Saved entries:
--- START ---

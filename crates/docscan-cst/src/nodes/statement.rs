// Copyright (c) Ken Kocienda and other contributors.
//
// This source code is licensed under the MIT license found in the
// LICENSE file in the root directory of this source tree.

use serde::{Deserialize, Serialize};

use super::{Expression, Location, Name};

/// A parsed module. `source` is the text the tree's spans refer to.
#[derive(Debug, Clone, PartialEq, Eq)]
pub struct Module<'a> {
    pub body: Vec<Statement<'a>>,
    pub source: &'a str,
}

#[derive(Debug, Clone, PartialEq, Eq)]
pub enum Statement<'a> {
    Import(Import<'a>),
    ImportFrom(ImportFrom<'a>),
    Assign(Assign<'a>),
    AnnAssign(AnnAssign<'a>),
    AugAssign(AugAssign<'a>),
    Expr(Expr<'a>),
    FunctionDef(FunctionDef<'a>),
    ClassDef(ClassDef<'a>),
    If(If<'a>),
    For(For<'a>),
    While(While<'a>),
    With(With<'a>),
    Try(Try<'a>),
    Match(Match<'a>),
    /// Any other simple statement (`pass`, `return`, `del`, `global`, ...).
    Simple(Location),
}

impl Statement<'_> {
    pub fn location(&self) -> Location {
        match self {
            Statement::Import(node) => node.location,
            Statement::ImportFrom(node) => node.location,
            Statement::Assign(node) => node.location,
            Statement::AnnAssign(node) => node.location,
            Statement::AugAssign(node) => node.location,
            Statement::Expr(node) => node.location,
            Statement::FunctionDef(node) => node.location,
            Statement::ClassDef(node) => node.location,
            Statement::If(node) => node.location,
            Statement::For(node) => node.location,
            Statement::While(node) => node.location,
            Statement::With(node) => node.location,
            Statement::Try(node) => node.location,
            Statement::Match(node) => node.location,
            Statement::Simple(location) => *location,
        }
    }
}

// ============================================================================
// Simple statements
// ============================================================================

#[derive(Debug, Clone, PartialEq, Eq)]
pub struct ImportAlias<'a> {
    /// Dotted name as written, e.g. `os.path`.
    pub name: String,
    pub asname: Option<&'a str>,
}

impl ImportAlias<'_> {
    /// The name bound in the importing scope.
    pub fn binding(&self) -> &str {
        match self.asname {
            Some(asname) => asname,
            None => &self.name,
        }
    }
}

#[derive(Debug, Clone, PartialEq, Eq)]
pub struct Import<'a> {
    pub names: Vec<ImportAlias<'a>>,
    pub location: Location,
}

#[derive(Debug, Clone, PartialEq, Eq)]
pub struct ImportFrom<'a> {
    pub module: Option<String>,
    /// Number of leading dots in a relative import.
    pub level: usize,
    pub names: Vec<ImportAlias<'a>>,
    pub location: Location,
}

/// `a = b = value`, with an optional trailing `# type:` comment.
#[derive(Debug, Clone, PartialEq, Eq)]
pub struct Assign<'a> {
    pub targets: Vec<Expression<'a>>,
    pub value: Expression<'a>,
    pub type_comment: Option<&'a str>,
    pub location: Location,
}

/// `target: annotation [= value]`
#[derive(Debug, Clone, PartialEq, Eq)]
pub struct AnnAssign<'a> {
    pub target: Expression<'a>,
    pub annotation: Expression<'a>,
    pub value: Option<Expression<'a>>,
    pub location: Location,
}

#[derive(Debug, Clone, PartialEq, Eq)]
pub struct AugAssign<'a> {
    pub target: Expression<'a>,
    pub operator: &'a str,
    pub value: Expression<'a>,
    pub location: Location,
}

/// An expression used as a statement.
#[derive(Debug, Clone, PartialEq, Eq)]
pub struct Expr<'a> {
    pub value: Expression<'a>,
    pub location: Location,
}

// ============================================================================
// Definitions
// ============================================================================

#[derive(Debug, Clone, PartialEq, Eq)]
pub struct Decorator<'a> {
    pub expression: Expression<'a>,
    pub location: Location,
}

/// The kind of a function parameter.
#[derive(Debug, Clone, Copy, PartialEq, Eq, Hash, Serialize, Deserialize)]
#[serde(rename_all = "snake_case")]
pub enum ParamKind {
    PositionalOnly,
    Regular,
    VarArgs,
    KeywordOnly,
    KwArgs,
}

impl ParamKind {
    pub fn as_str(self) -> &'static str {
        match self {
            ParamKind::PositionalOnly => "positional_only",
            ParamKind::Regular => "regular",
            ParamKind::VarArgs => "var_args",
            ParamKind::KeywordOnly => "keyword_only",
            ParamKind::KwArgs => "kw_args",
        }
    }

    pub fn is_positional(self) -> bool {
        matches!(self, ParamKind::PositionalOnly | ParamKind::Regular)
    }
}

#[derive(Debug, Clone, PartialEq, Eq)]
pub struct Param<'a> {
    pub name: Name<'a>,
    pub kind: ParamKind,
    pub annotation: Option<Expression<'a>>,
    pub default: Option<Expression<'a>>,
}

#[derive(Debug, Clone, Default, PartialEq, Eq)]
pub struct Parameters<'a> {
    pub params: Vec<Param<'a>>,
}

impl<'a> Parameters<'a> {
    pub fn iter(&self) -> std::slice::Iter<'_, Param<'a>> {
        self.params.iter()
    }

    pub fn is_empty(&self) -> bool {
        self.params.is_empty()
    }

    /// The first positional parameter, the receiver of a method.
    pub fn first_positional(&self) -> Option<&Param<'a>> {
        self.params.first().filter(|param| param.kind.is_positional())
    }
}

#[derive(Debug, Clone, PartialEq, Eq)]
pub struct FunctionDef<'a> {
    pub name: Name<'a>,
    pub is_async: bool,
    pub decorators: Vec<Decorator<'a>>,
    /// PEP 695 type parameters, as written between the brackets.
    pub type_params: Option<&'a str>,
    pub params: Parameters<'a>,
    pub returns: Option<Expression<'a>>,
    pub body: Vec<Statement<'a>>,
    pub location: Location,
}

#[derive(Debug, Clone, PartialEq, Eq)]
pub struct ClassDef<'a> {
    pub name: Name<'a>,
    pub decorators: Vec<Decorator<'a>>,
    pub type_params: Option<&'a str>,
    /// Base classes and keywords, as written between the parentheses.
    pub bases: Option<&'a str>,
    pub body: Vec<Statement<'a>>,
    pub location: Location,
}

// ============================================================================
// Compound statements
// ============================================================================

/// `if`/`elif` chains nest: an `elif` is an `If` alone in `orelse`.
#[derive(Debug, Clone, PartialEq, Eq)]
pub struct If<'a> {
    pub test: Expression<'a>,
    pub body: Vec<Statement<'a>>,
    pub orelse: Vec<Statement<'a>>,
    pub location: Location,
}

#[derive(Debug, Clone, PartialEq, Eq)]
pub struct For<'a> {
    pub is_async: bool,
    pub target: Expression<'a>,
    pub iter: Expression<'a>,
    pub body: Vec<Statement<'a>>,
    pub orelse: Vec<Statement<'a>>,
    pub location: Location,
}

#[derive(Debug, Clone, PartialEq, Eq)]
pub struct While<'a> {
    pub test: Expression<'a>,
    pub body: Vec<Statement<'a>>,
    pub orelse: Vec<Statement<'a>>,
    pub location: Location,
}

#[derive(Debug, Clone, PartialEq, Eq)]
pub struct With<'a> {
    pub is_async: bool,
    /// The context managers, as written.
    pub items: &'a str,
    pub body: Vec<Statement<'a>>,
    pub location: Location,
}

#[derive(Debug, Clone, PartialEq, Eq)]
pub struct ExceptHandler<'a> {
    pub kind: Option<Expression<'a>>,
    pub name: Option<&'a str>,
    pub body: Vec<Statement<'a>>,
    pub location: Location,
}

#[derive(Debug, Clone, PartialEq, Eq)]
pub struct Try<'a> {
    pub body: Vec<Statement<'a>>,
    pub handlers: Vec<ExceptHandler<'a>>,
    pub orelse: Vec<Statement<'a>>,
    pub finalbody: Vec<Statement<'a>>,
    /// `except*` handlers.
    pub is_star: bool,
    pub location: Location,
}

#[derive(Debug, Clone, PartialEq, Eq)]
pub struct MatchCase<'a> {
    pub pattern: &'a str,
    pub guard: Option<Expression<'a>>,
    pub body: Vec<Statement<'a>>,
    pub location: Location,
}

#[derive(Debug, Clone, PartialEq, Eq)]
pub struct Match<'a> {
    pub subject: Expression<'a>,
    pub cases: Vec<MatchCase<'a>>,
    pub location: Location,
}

--- END ---

Say how many lines of the records include the string "PositionalOnly"; the number alone is enough.

3